Your response should consist of the records below, repeated exactly.

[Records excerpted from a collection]
● ● ● ● ●
//! The connector contract consumed by the dApp-connection framework.

use crate::chain::ChainId;
use crate::errors::Result;
use async_trait::async_trait;
use std::fmt;
use tokio::sync::mpsc;

/// Partial wallet state reported to the framework.
///
/// Every field is optional; only populated fields changed.
#[derive(Clone, PartialEq)]
pub struct ConnectorUpdate<P> {
	pub provider: Option<P>,
	pub chain_id: Option<ChainId>,
	pub account: Option<String>,
}

impl<P> ConnectorUpdate<P> {
	pub fn new() -> Self {
		Self {
			provider: None,
			chain_id: None,
			account: None,
		}
	}

	pub fn with_provider(mut self, provider: P) -> Self {
		self.provider = Some(provider);
		self
	}

	pub fn with_chain_id(mut self, chain_id: ChainId) -> Self {
		self.chain_id = Some(chain_id);
		self
	}

	pub fn with_account(mut self, account: impl Into<String>) -> Self {
		self.account = Some(account.into());
		self
	}
}

impl<P> Default for ConnectorUpdate<P> {
	fn default() -> Self {
		Self::new()
	}
}

// Providers are opaque handles, so only their presence is printed.
impl<P> fmt::Debug for ConnectorUpdate<P> {
	fn fmt(&self, f: &mut fmt::Formatter<'_>) -> fmt::Result {
		f.debug_struct("ConnectorUpdate")
			.field("provider", &self.provider.as_ref().map(|_| ".."))
			.field("chain_id", &self.chain_id)
			.field("account", &self.account)
			.finish()
	}
}

/// Notification delivered from a connector to the framework.
#[derive(Clone, PartialEq)]
pub enum ConnectorEvent<P> {
	Update(ConnectorUpdate<P>),
	Deactivate,
}

impl<P> fmt::Debug for ConnectorEvent<P> {
	fn fmt(&self, f: &mut fmt::Formatter<'_>) -> fmt::Result {
		match self {
			Self::Update(update) => f.debug_tuple("Update").field(update).finish(),
			Self::Deactivate => f.write_str("Deactivate"),
		}
	}
}

/// Sink the framework hands to a connector for state notifications.
pub trait ConnectorEventSink<P>: Send + Sync {
	fn emit_update(&self, update: ConnectorUpdate<P>);
	fn emit_deactivate(&self);
}

/// Sink that forwards notifications into an unbounded channel.
pub struct EventChannel<P> {
	sender: mpsc::UnboundedSender<ConnectorEvent<P>>,
}

impl<P> EventChannel<P> {
	/// Creates the sink together with the receiving end of the stream.
	pub fn unbounded() -> (Self, mpsc::UnboundedReceiver<ConnectorEvent<P>>) {
		let (sender, receiver) = mpsc::unbounded_channel();
		(Self { sender }, receiver)
	}
}

impl<P: Send> ConnectorEventSink<P> for EventChannel<P> {
	fn emit_update(&self, update: ConnectorUpdate<P>) {
		// A dropped receiver means nobody is listening anymore.
		let _ = self.sender.send(ConnectorEvent::Update(update));
	}

	fn emit_deactivate(&self) {
		let _ = self.sender.send(ConnectorEvent::Deactivate);
	}
}

/// Lifecycle contract every connector satisfies.
#[async_trait]
pub trait Connector: Send + Sync {
	/// Handle to the underlying wallet provider.
	type Provider: Clone + Send + Sync;

	/// Connects to the provider and requests authorization.
	async fn activate(&self) -> Result<ConnectorUpdate<Self::Provider>>;

	/// Currently installed provider, if any.
	async fn get_provider(&self) -> Option<Self::Provider>;

	async fn get_chain_id(&self) -> Result<Option<ChainId>>;

	async fn get_account(&self) -> Result<Option<String>>;

	/// Detaches from the provider. Safe to call repeatedly.
	fn deactivate(&self);

	/// Whether the provider already exposes an account without prompting.
	async fn is_authorized(&self) -> bool;

	/// Chains the application accepts, as configured at construction.
	fn supported_chain_ids(&self) -> Option<&[u64]>;
}

#[cfg(test)]
mod tests {
	use super::*;

	#[test]
	fn test_update_builder() {
		let update: ConnectorUpdate<u8> = ConnectorUpdate::new()
			.with_provider(7)
			.with_chain_id(ChainId::from("0x1"))
			.with_account("0xA");

		assert_eq!(update.provider, Some(7));
		assert_eq!(update.chain_id, Some(ChainId::from("0x1")));
		assert_eq!(update.account.as_deref(), Some("0xA"));
	}

	#[test]
	fn test_debug_hides_provider() {
		let update: ConnectorUpdate<u8> = ConnectorUpdate::new().with_provider(7);
		let printed = format!("{:?}", update);
		assert!(printed.contains("provider: Some(\"..\")"));
	}

	#[tokio::test]
	async fn test_event_channel_delivers_in_order() {
		let (sink, mut receiver) = EventChannel::<u8>::unbounded();
		sink.emit_update(ConnectorUpdate::new().with_account("0xA"));
		sink.emit_deactivate();

		assert_eq!(
			receiver.recv().await,
			Some(ConnectorEvent::Update(ConnectorUpdate::new().with_account("0xA")))
		);
		assert_eq!(receiver.recv().await, Some(ConnectorEvent::Deactivate));
	}

	#[test]
	fn test_event_channel_tolerates_dropped_receiver() {
		let (sink, receiver) = EventChannel::<u8>::unbounded();
		drop(receiver);
		sink.emit_deactivate();
	}
}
● ● ● ● ●
▶ **Solution**:
//! The connector contract consumed by the dApp-connection framework.

use crate::chain::ChainId;
use crate::errors::Result;
use async_trait::async_trait;
use std::fmt;
use tokio::sync::mpsc;

/// Partial wallet state reported to the framework.
///
/// Every field is optional; only populated fields changed.
#[derive(Clone, PartialEq)]
pub struct ConnectorUpdate<P> {
	pub provider: Option<P>,
	pub chain_id: Option<ChainId>,
	pub account: Option<String>,
}

impl<P> ConnectorUpdate<P> {
	pub fn new() -> Self {
		Self {
			provider: None,
			chain_id: None,
			account: None,
		}
	}

	pub fn with_provider(mut self, provider: P) -> Self {
		self.provider = Some(provider);
		self
	}

	pub fn with_chain_id(mut self, chain_id: ChainId) -> Self {
		self.chain_id = Some(chain_id);
		self
	}

	pub fn with_account(mut self, account: impl Into<String>) -> Self {
		self.account = Some(account.into());
		self
	}
}

impl<P> Default for ConnectorUpdate<P> {
	fn default() -> Self {
		Self::new()
	}
}

// Providers are opaque handles, so only their presence is printed.
impl<P> fmt::Debug for ConnectorUpdate<P> {
	fn fmt(&self, f: &mut fmt::Formatter<'_>) -> fmt::Result {
		f.debug_struct("ConnectorUpdate")
			.field("provider", &self.provider.as_ref().map(|_| ".."))
			.field("chain_id", &self.chain_id)
			.field("account", &self.account)
			.finish()
	}
}

/// Notification delivered from a connector to the framework.
#[derive(Clone, PartialEq)]
pub enum ConnectorEvent<P> {
	Update(ConnectorUpdate<P>),
	Deactivate,
}

impl<P> fmt::Debug for ConnectorEvent<P> {
	fn fmt(&self, f: &mut fmt::Formatter<'_>) -> fmt::Result {
		match self {
			Self::Update(update) => f.debug_tuple("Update").field(update).finish(),
			Self::Deactivate => f.write_str("Deactivate"),
		}
	}
}

/// Sink the framework hands to a connector for state notifications.
pub trait ConnectorEventSink<P>: Send + Sync {
	fn emit_update(&self, update: ConnectorUpdate<P>);
	fn emit_deactivate(&self);
}

/// Sink that forwards notifications into an unbounded channel.
pub struct EventChannel<P> {
	sender: mpsc::UnboundedSender<ConnectorEvent<P>>,
}

impl<P> EventChannel<P> {
	/// Creates the sink together with the receiving end of the stream.
	pub fn unbounded() -> (Self, mpsc::UnboundedReceiver<ConnectorEvent<P>>) {
		let (sender, receiver) = mpsc::unbounded_channel();
		(Self { sender }, receiver)
	}
}

impl<P: Send> ConnectorEventSink<P> for EventChannel<P> {
	fn emit_update(&self, update: ConnectorUpdate<P>) {
		// A dropped receiver means nobody is listening anymore.
		let _ = self.sender.send(ConnectorEvent::Update(update));
	}

	fn emit_deactivate(&self) {
		let _ = self.sender.send(ConnectorEvent::Deactivate);
	}
}

/// Lifecycle contract every connector satisfies.
#[async_trait]
pub trait Connector: Send + Sync {
	/// Handle to the underlying wallet provider.
	type Provider: Clone + Send + Sync;

	/// Connects to the provider and requests authorization.
	async fn activate(&self) -> Result<ConnectorUpdate<Self::Provider>>;

	/// Currently installed provider, if any.
	async fn get_provider(&self) -> Option<Self::Provider>;

	async fn get_chain_id(&self) -> Result<Option<ChainId>>;

	async fn get_account(&self) -> Result<Option<String>>;

	/// Detaches from the provider. Safe to call repeatedly.
	fn deactivate(&self);

	/// Whether the provider already exposes an account without prompting.
	async fn is_authorized(&self) -> bool;

	/// Chains the application accepts, as configured at construction.
	fn supported_chain_ids(&self) -> Option<&[u64]>;
}

#[cfg(test)]
mod tests {
	use super::*;

	#[test]
	fn test_update_builder() {
		let update: ConnectorUpdate<u8> = ConnectorUpdate::new()
			.with_provider(7)
			.with_chain_id(ChainId::from("0x1"))
			.with_account("0xA");

		assert_eq!(update.provider, Some(7));
		assert_eq!(update.chain_id, Some(ChainId::from("0x1")));
		assert_eq!(update.account.as_deref(), Some("0xA"));
	}

	#[test]
	fn test_debug_hides_provider() {
		let update: ConnectorUpdate<u8> = ConnectorUpdate::new().with_provider(7);
		let printed = format!("{:?}", update);
		assert!(printed.contains("provider: Some(\"..\")"));
	}

	#[tokio::test]
	async fn test_event_channel_delivers_in_order() {
		let (sink, mut receiver) = EventChannel::<u8>::unbounded();
		sink.emit_update(ConnectorUpdate::new().with_account("0xA"));
		sink.emit_deactivate();

		assert_eq!(
			receiver.recv().await,
			Some(ConnectorEvent::Update(ConnectorUpdate::new().with_account("0xA")))
		);
		assert_eq!(receiver.recv().await, Some(ConnectorEvent::Deactivate));
	}

	#[test]
	fn test_event_channel_tolerates_dropped_receiver() {
		let (sink, receiver) = EventChannel::<u8>::unbounded();
		drop(receiver);
		sink.emit_deactivate();
	}
}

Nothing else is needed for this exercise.